+++ DATA RECORDS

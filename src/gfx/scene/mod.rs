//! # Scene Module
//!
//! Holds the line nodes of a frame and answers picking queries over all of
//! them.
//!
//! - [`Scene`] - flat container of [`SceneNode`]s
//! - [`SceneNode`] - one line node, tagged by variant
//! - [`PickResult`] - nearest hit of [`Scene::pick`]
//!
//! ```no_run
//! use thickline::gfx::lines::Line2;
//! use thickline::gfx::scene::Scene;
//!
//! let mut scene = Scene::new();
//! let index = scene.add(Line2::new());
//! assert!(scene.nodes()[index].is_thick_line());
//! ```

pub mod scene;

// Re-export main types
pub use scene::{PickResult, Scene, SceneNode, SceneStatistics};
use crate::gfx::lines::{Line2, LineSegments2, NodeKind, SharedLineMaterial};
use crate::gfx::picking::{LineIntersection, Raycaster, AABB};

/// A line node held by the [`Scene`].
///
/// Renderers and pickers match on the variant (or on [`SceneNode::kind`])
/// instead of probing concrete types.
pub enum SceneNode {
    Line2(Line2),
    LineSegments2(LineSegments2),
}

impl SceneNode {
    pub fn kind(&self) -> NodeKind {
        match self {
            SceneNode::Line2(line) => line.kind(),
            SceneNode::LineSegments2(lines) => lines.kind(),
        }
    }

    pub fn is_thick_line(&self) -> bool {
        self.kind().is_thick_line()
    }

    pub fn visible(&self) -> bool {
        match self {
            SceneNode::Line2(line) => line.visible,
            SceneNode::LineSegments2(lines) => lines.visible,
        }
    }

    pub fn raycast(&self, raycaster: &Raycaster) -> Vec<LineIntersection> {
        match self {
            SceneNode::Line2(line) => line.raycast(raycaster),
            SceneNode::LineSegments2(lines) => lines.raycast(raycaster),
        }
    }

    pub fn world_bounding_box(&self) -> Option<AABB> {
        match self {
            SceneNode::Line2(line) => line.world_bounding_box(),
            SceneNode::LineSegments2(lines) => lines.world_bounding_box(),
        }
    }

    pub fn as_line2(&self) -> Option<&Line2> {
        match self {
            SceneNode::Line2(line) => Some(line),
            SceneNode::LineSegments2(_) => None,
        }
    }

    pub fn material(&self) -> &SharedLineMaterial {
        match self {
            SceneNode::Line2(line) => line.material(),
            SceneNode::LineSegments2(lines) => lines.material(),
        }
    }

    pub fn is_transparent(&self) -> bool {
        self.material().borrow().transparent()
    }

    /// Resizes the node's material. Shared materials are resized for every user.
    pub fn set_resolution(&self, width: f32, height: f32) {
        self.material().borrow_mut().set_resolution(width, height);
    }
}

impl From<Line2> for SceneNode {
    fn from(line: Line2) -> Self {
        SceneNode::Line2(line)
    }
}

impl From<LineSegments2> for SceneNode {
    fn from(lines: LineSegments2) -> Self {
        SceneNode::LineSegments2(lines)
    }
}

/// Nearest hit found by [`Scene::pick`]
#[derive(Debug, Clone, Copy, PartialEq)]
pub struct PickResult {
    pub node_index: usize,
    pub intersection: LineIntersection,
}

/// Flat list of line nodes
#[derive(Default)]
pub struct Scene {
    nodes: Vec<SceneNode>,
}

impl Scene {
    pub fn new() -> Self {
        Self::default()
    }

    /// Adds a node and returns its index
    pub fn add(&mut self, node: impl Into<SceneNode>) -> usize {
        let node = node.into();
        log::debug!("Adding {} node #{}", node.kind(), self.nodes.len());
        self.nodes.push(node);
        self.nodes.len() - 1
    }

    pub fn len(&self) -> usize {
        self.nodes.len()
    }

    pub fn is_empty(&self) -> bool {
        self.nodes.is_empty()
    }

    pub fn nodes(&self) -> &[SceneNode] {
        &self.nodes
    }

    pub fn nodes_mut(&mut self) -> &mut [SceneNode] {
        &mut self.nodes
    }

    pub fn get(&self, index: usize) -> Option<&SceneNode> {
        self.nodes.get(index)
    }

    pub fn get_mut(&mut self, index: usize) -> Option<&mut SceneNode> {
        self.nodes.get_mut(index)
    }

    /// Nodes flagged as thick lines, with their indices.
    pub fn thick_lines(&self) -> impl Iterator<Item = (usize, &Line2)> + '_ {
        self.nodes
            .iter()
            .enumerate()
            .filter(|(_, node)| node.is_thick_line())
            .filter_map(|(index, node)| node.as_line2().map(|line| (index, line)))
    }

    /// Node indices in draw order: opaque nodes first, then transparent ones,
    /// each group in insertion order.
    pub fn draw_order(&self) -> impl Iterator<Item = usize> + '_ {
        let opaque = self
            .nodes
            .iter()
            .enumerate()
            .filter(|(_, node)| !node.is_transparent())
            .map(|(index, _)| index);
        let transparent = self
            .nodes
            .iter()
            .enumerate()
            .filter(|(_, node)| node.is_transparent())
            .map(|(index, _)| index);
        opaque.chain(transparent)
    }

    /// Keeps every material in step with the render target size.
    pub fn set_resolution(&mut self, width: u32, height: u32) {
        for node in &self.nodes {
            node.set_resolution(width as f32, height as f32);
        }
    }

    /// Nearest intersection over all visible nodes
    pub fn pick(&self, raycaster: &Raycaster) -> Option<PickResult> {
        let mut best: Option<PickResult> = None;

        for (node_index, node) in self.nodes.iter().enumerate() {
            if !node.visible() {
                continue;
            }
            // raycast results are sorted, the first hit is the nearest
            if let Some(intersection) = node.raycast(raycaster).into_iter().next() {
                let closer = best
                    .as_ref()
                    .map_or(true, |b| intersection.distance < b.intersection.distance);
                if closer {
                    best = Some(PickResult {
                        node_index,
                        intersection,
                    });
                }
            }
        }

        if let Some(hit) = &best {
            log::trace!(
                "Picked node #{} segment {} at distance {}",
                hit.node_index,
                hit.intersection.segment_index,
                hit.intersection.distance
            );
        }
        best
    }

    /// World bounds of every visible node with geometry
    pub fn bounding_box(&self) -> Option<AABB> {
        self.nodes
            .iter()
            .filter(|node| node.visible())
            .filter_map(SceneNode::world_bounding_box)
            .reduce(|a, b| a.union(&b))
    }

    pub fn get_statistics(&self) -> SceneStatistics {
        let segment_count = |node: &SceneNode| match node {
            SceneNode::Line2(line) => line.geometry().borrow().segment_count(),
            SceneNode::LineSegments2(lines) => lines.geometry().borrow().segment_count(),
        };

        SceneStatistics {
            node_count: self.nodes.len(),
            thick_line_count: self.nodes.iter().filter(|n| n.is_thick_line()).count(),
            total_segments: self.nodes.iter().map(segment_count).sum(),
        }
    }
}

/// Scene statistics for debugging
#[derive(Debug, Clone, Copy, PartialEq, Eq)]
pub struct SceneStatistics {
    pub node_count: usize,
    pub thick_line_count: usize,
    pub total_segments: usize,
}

++++++

*ACTIVITY*
Go through the records above and repeat each one exactly.

*RESPONSE AREA*
filename src/gfx/scene/mod.rs
//! # Scene Module
//!
//! Holds the line nodes of a frame and answers picking queries over all of
//! them.
//!
//! - [`Scene`] - flat container of [`SceneNode`]s
//! - [`SceneNode`] - one line node, tagged by variant
//! - [`PickResult`] - nearest hit of [`Scene::pick`]
//!
//! ```no_run
//! use thickline::gfx::lines::Line2;
//! use thickline::gfx::scene::Scene;
//!
//! let mut scene = Scene::new();
//! let index = scene.add(Line2::new());
//! assert!(scene.nodes()[index].is_thick_line());
//! ```

pub mod scene;

// Re-export main types
pub use scene::{PickResult, Scene, SceneNode, SceneStatistics};
use crate::gfx::lines::{Line2, LineSegments2, NodeKind, SharedLineMaterial};
use crate::gfx::picking::{LineIntersection, Raycaster, AABB};

/// A line node held by the [`Scene`].
///
/// Renderers and pickers match on the variant (or on [`SceneNode::kind`])
/// instead of probing concrete types.
pub enum SceneNode {
    Line2(Line2),
    LineSegments2(LineSegments2),
}

impl SceneNode {
    pub fn kind(&self) -> NodeKind {
        match self {
            SceneNode::Line2(line) => line.kind(),
            SceneNode::LineSegments2(lines) => lines.kind(),
        }
    }

    pub fn is_thick_line(&self) -> bool {
        self.kind().is_thick_line()
    }

    pub fn visible(&self) -> bool {
        match self {
            SceneNode::Line2(line) => line.visible,
            SceneNode::LineSegments2(lines) => lines.visible,
        }
    }

    pub fn raycast(&self, raycaster: &Raycaster) -> Vec<LineIntersection> {
        match self {
            SceneNode::Line2(line) => line.raycast(raycaster),
            SceneNode::LineSegments2(lines) => lines.raycast(raycaster),
        }
    }

    pub fn world_bounding_box(&self) -> Option<AABB> {
        match self {
            SceneNode::Line2(line) => line.world_bounding_box(),
            SceneNode::LineSegments2(lines) => lines.world_bounding_box(),
        }
    }

    pub fn as_line2(&self) -> Option<&Line2> {
        match self {
            SceneNode::Line2(line) => Some(line),
            SceneNode::LineSegments2(_) => None,
        }
    }

    pub fn material(&self) -> &SharedLineMaterial {
        match self {
            SceneNode::Line2(line) => line.material(),
            SceneNode::LineSegments2(lines) => lines.material(),
        }
    }

    pub fn is_transparent(&self) -> bool {
        self.material().borrow().transparent()
    }

    /// Resizes the node's material. Shared materials are resized for every user.
    pub fn set_resolution(&self, width: f32, height: f32) {
        self.material().borrow_mut().set_resolution(width, height);
    }
}

impl From<Line2> for SceneNode {
    fn from(line: Line2) -> Self {
        SceneNode::Line2(line)
    }
}

impl From<LineSegments2> for SceneNode {
    fn from(lines: LineSegments2) -> Self {
        SceneNode::LineSegments2(lines)
    }
}

/// Nearest hit found by [`Scene::pick`]
#[derive(Debug, Clone, Copy, PartialEq)]
pub struct PickResult {
    pub node_index: usize,
    pub intersection: LineIntersection,
}

/// Flat list of line nodes
#[derive(Default)]
pub struct Scene {
    nodes: Vec<SceneNode>,
}

impl Scene {
    pub fn new() -> Self {
        Self::default()
    }

    /// Adds a node and returns its index
    pub fn add(&mut self, node: impl Into<SceneNode>) -> usize {
        let node = node.into();
        log::debug!("Adding {} node #{}", node.kind(), self.nodes.len());
        self.nodes.push(node);
        self.nodes.len() - 1
    }

    pub fn len(&self) -> usize {
        self.nodes.len()
    }

    pub fn is_empty(&self) -> bool {
        self.nodes.is_empty()
    }

    pub fn nodes(&self) -> &[SceneNode] {
        &self.nodes
    }

    pub fn nodes_mut(&mut self) -> &mut [SceneNode] {
        &mut self.nodes
    }

    pub fn get(&self, index: usize) -> Option<&SceneNode> {
        self.nodes.get(index)
    }

    pub fn get_mut(&mut self, index: usize) -> Option<&mut SceneNode> {
        self.nodes.get_mut(index)
    }

    /// Nodes flagged as thick lines, with their indices.
    pub fn thick_lines(&self) -> impl Iterator<Item = (usize, &Line2)> + '_ {
        self.nodes
            .iter()
            .enumerate()
            .filter(|(_, node)| node.is_thick_line())
            .filter_map(|(index, node)| node.as_line2().map(|line| (index, line)))
    }

    /// Node indices in draw order: opaque nodes first, then transparent ones,
    /// each group in insertion order.
    pub fn draw_order(&self) -> impl Iterator<Item = usize> + '_ {
        let opaque = self
            .nodes
            .iter()
            .enumerate()
            .filter(|(_, node)| !node.is_transparent())
            .map(|(index, _)| index);
        let transparent = self
            .nodes
            .iter()
            .enumerate()
            .filter(|(_, node)| node.is_transparent())
            .map(|(index, _)| index);
        opaque.chain(transparent)
    }

    /// Keeps every material in step with the render target size.
    pub fn set_resolution(&mut self, width: u32, height: u32) {
        for node in &self.nodes {
            node.set_resolution(width as f32, height as f32);
        }
    }

    /// Nearest intersection over all visible nodes
    pub fn pick(&self, raycaster: &Raycaster) -> Option<PickResult> {
        let mut best: Option<PickResult> = None;

        for (node_index, node) in self.nodes.iter().enumerate() {
            if !node.visible() {
                continue;
            }
            // raycast results are sorted, the first hit is the nearest
            if let Some(intersection) = node.raycast(raycaster).into_iter().next() {
                let closer = best
                    .as_ref()
                    .map_or(true, |b| intersection.distance < b.intersection.distance);
                if closer {
                    best = Some(PickResult {
                        node_index,
                        intersection,
                    });
                }
            }
        }

        if let Some(hit) = &best {
            log::trace!(
                "Picked node #{} segment {} at distance {}",
                hit.node_index,
                hit.intersection.segment_index,
                hit.intersection.distance
            );
        }
        best
    }

    /// World bounds of every visible node with geometry
    pub fn bounding_box(&self) -> Option<AABB> {
        self.nodes
            .iter()
            .filter(|node| node.visible())
            .filter_map(SceneNode::world_bounding_box)
            .reduce(|a, b| a.union(&b))
    }

    pub fn get_statistics(&self) -> SceneStatistics {
        let segment_count = |node: &SceneNode| match node {
            SceneNode::Line2(line) => line.geometry().borrow().segment_count(),
            SceneNode::LineSegments2(lines) => lines.geometry().borrow().segment_count(),
        };

        SceneStatistics {
            node_count: self.nodes.len(),
            thick_line_count: self.nodes.iter().filter(|n| n.is_thick_line()).count(),
            total_segments: self.nodes.iter().map(segment_count).sum(),
        }
    }
}

/// Scene statistics for debugging
#[derive(Debug, Clone, Copy, PartialEq, Eq)]
pub struct SceneStatistics {
    pub node_count: usize,
    pub thick_line_count: usize,
    pub total_segments: usize,
}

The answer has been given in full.